use clap::ValueEnum;
use serde::{Deserialize, Serialize};
use std::collections::{BTreeMap, HashSet};
use std::fmt;
use std::str::FromStr;

use crate::error::ExplorerError;

/// One of the supported graph views.
#[derive(
    Debug, Clone, Copy, PartialEq, Eq, Hash, PartialOrd, Ord, ValueEnum, Serialize, Deserialize, Default,
)]
#[serde(rename_all = "kebab-case")]
pub enum VariantKind {
    #[default]
    Policy,
    Social,
    Market,
    MarketDeep,
    Company,
    Product,
    Operation,
}

impl VariantKind {
    pub const ALL: [VariantKind; 7] = [
        VariantKind::Policy,
        VariantKind::Social,
        VariantKind::Market,
        VariantKind::MarketDeep,
        VariantKind::Company,
        VariantKind::Product,
        VariantKind::Operation,
    ];

    pub fn as_str(&self) -> &'static str {
        match self {
            VariantKind::Policy => "policy",
            VariantKind::Social => "social",
            VariantKind::Market => "market",
            VariantKind::MarketDeep => "market-deep",
            VariantKind::Company => "company",
            VariantKind::Product => "product",
            VariantKind::Operation => "operation",
        }
    }

    /// Built-in allowlist and anchor prefix for this kind.
    pub fn default_config(&self) -> VariantConfig {
        let (types, anchor): (&[&str], Option<&str>) = match self {
            VariantKind::Policy => (
                &["Policy", "PolicyType", "State", "Keyword", "Entity", "Agency"],
                None,
            ),
            VariantKind::Social => (
                &["SocialPost", "Platform", "State", "Keyword", "Entity", "Game"],
                None,
            ),
            VariantKind::Market => (
                &["MarketReport", "Game", "State", "Keyword", "Entity"],
                None,
            ),
            VariantKind::MarketDeep => (
                &[
                    "MarketReport",
                    "MarketMetric",
                    "Game",
                    "State",
                    "Period",
                    "Keyword",
                    "Entity",
                ],
                None,
            ),
            VariantKind::Company => (
                &[
                    "CompanyEntity",
                    "CompanyNews",
                    "CompanyProduct",
                    "Policy",
                    "State",
                    "Keyword",
                    "Entity",
                ],
                Some("Company"),
            ),
            VariantKind::Product => (
                &["ProductEntity", "ProductRelease", "Game", "CompanyEntity", "Keyword", "Entity"],
                Some("Product"),
            ),
            VariantKind::Operation => (
                &["OperationEvent", "OperationChannel", "State", "Game", "Keyword", "Entity"],
                Some("Operation"),
            ),
        };

        VariantConfig {
            node_types: types.iter().map(|t| t.to_string()).collect(),
            anchor_prefix: anchor.map(String::from),
        }
    }
}

impl fmt::Display for VariantKind {
    fn fmt(&self, f: &mut fmt::Formatter<'_>) -> fmt::Result {
        write!(f, "{}", self.as_str())
    }
}

impl FromStr for VariantKind {
    type Err = ExplorerError;

    fn from_str(s: &str) -> Result<Self, Self::Err> {
        let normalized = s.trim().to_lowercase().replace('_', "-");
        VariantKind::ALL
            .into_iter()
            .find(|kind| kind.as_str() == normalized)
            .ok_or_else(|| ExplorerError::UnknownKind(s.to_string()))
    }
}

/// Default node-type allowlist and optional anchor prefix of a graph kind.
#[derive(Debug, Clone, PartialEq, Serialize, Deserialize)]
pub struct VariantConfig {
    pub node_types: Vec<String>,
    #[serde(default, skip_serializing_if = "Option::is_none")]
    pub anchor_prefix: Option<String>,
}

impl VariantConfig {
    #[cfg(test)]
    pub fn allows(&self, node_type: &str) -> bool {
        self.node_types.iter().any(|t| t == node_type)
    }

    pub fn allowed_types(&self) -> HashSet<&str> {
        self.node_types.iter().map(String::as_str).collect()
    }

    pub fn is_anchor(&self, node_type: &str) -> bool {
        self.anchor_prefix
            .as_deref()
            .is_some_and(|prefix| !prefix.is_empty() && node_type.starts_with(prefix))
    }
}

/// Variant configs by kind: built-ins, optionally overridden from config.
#[derive(Debug, Clone)]
pub struct VariantRegistry {
    configs: BTreeMap<VariantKind, VariantConfig>,
}

impl VariantRegistry {
    pub fn new() -> Self {
        Self {
            configs: VariantKind::ALL
                .into_iter()
                .map(|kind| (kind, kind.default_config()))
                .collect(),
        }
    }

    /// Built-ins with any configured overrides applied on top.
    pub fn with_overrides(overrides: &BTreeMap<VariantKind, VariantConfig>) -> Self {
        let mut registry = Self::new();
        for (kind, config) in overrides {
            registry.configs.insert(*kind, config.clone());
        }
        registry
    }

    pub fn get(&self, kind: VariantKind) -> &VariantConfig {
        // Every kind is seeded in `new`
        &self.configs[&kind]
    }
}

impl Default for VariantRegistry {
    fn default() -> Self {
        Self::new()
    }
}

#[cfg(test)]
mod tests {
    use super::*;

    #[test]
    fn test_kind_parse_roundtrip() {
        for kind in VariantKind::ALL {
            assert_eq!(kind.as_str().parse::<VariantKind>().unwrap(), kind);
        }
        assert_eq!("market_deep".parse::<VariantKind>().unwrap(), VariantKind::MarketDeep);
        assert_eq!("Company".parse::<VariantKind>().unwrap(), VariantKind::Company);
        assert!("lottery".parse::<VariantKind>().is_err());
    }

    #[test]
    fn test_company_anchor_prefix() {
        let config = VariantKind::Company.default_config();
        assert!(config.is_anchor("CompanyEntity"));
        assert!(config.is_anchor("CompanyNews"));
        assert!(!config.is_anchor("Policy"));
        assert!(config.allows("Policy"));
    }

    #[test]
    fn test_unanchored_kinds() {
        let config = VariantKind::Policy.default_config();
        assert!(config.anchor_prefix.is_none());
        assert!(!config.is_anchor("Policy"));
    }

    #[test]
    fn test_empty_prefix_never_anchors() {
        let config = VariantConfig {
            node_types: vec!["A".into()],
            anchor_prefix: Some(String::new()),
        };
        assert!(!config.is_anchor("A"));
    }

    #[test]
    fn test_registry_overrides() {
        let mut overrides = BTreeMap::new();
        overrides.insert(
            VariantKind::Social,
            VariantConfig {
                node_types: vec!["Tweet".into()],
                anchor_prefix: Some("Tweet".into()),
            },
        );
        let registry = VariantRegistry::with_overrides(&overrides);
        assert_eq!(registry.get(VariantKind::Social).node_types, vec!["Tweet"]);
        assert_eq!(
            registry.get(VariantKind::Policy),
            &VariantKind::Policy.default_config()
        );
    }
}
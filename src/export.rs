use anyhow::{Context, Result};
use serde::Serialize;
use std::collections::HashMap;
use std::fs::File;
use std::io::{BufWriter, Write};
use std::path::{Path, PathBuf};

use crate::graph::NodeKey;
use crate::view::RenderFrame;

/// Padding around the frame bounds in SVG output
const SVG_MARGIN: f32 = 20.0;

#[derive(Serialize)]
struct PositionRecord<'a> {
    #[serde(flatten)]
    key: &'a NodeKey,
    x: f32,
    y: f32,
}

fn create(path: &Path) -> Result<BufWriter<File>> {
    let file =
        File::create(path).with_context(|| format!("Failed to create file: {}", path.display()))?;
    Ok(BufWriter::new(file))
}

/// Export a rendered frame to a JSON file
pub fn export_json(frame: &RenderFrame, path: &Path) -> Result<()> {
    let writer = create(path)?;
    serde_json::to_writer_pretty(writer, frame).context("Failed to write JSON")?;
    Ok(())
}

/// Export node positions only, as `[{type, id, x, y}]`
pub fn export_positions(frame: &RenderFrame, path: &Path) -> Result<()> {
    let records: Vec<PositionRecord> = frame
        .nodes
        .iter()
        .map(|n| PositionRecord {
            key: &n.key,
            x: n.x,
            y: n.y,
        })
        .collect();
    let writer = create(path)?;
    serde_json::to_writer_pretty(writer, &records).context("Failed to write JSON")?;
    Ok(())
}

/// `out.csv` becomes `out.nodes.csv` and `out.edges.csv`
pub fn csv_paths(path: &Path) -> (PathBuf, PathBuf) {
    let stem = path
        .file_stem()
        .map(|s| s.to_string_lossy().into_owned())
        .unwrap_or_else(|| "graph".to_string());
    (
        path.with_file_name(format!("{}.nodes.csv", stem)),
        path.with_file_name(format!("{}.edges.csv", stem)),
    )
}

/// Export a rendered frame to node and edge CSV files
pub fn export_csv(frame: &RenderFrame, nodes_path: &Path, edges_path: &Path) -> Result<()> {
    let mut writer = create(nodes_path)?;
    writeln!(writer, "type,id,label,x,y,radius,color,opacity,selected")?;
    for node in &frame.nodes {
        writeln!(
            writer,
            "\"{}\",\"{}\",\"{}\",{:.3},{:.3},{:.3},{},{:.3},{}",
            escape_csv(&node.key.node_type),
            escape_csv(&node.key.id),
            escape_csv(&node.label),
            node.x,
            node.y,
            node.radius,
            node.color,
            node.opacity,
            node.selected
        )?;
    }
    writer.flush()?;

    let mut writer = create(edges_path)?;
    writeln!(writer, "source,target,relation,label,opacity")?;
    for edge in &frame.edges {
        writeln!(
            writer,
            "\"{}\",\"{}\",\"{}\",\"{}\",{:.3}",
            escape_csv(&edge.from.to_string()),
            escape_csv(&edge.to.to_string()),
            escape_csv(&edge.relation),
            escape_csv(&edge.label),
            edge.opacity
        )?;
    }
    writer.flush()?;

    Ok(())
}

/// Export a rendered frame as a standalone SVG drawing
pub fn export_svg(frame: &RenderFrame, path: &Path) -> Result<()> {
    let mut writer = create(path)?;

    let (min_x, min_y, width, height) = match frame.bounds() {
        Some((min, max)) => (
            min.x - SVG_MARGIN,
            min.y - SVG_MARGIN,
            (max.x - min.x) + 2.0 * SVG_MARGIN,
            (max.y - min.y) + 2.0 * SVG_MARGIN,
        ),
        None => (0.0, 0.0, 2.0 * SVG_MARGIN, 2.0 * SVG_MARGIN),
    };

    writeln!(
        writer,
        r#"<svg xmlns="http://www.w3.org/2000/svg" viewBox="{:.2} {:.2} {:.2} {:.2}">"#,
        min_x, min_y, width, height
    )?;

    let positions: HashMap<&NodeKey, (f32, f32)> =
        frame.nodes.iter().map(|n| (&n.key, (n.x, n.y))).collect();

    writeln!(writer, r##"  <g stroke="#999999" stroke-width="1">"##)?;
    for edge in &frame.edges {
        let (Some(&(x1, y1)), Some(&(x2, y2))) = (positions.get(&edge.from), positions.get(&edge.to))
        else {
            continue;
        };
        writeln!(
            writer,
            r#"    <line x1="{:.2}" y1="{:.2}" x2="{:.2}" y2="{:.2}" stroke-opacity="{:.3}"><title>{}</title></line>"#,
            x1,
            y1,
            x2,
            y2,
            edge.opacity,
            escape_xml(&edge.label)
        )?;
    }
    writeln!(writer, "  </g>")?;

    writeln!(writer, "  <g>")?;
    for node in &frame.nodes {
        let stroke = if node.selected {
            r##" stroke="#222222" stroke-width="2""##
        } else {
            ""
        };
        writeln!(
            writer,
            r#"    <circle cx="{:.2}" cy="{:.2}" r="{:.2}" fill="{}" fill-opacity="{:.3}"{}><title>{}</title></circle>"#,
            node.x,
            node.y,
            node.radius,
            node.color,
            node.opacity,
            stroke,
            escape_xml(&node.key.to_string())
        )?;
    }
    writeln!(writer, "  </g>")?;

    writeln!(writer, r##"  <g font-family="sans-serif" font-size="10" fill="#333333">"##)?;
    for node in frame.nodes.iter().filter(|n| n.show_label) {
        writeln!(
            writer,
            r#"    <text x="{:.2}" y="{:.2}" fill-opacity="{:.3}">{}</text>"#,
            node.x + node.radius + 2.0,
            node.y + 3.0,
            node.opacity,
            escape_xml(&node.label)
        )?;
    }
    writeln!(writer, "  </g>")?;
    writeln!(writer, "</svg>")?;
    writer.flush()?;

    Ok(())
}

/// Escape special characters for CSV
fn escape_csv(s: &str) -> String {
    s.replace('"', "\"\"")
}

/// Escape special characters for XML
fn escape_xml(s: &str) -> String {
    s.replace('&', "&amp;")
        .replace('<', "&lt;")
        .replace('>', "&gt;")
        .replace('"', "&quot;")
        .replace('\'', "&apos;")
}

**Aim of the exercise**
Copy from the entries only those lines that hold the word "configs".

**Response for this exercise**
/// Variant configs by kind: built-ins, optionally overridden from config.
    configs: BTreeMap<VariantKind, VariantConfig>,
            configs: VariantKind::ALL
            registry.configs.insert(*kind, config.clone());
        &self.configs[&kind]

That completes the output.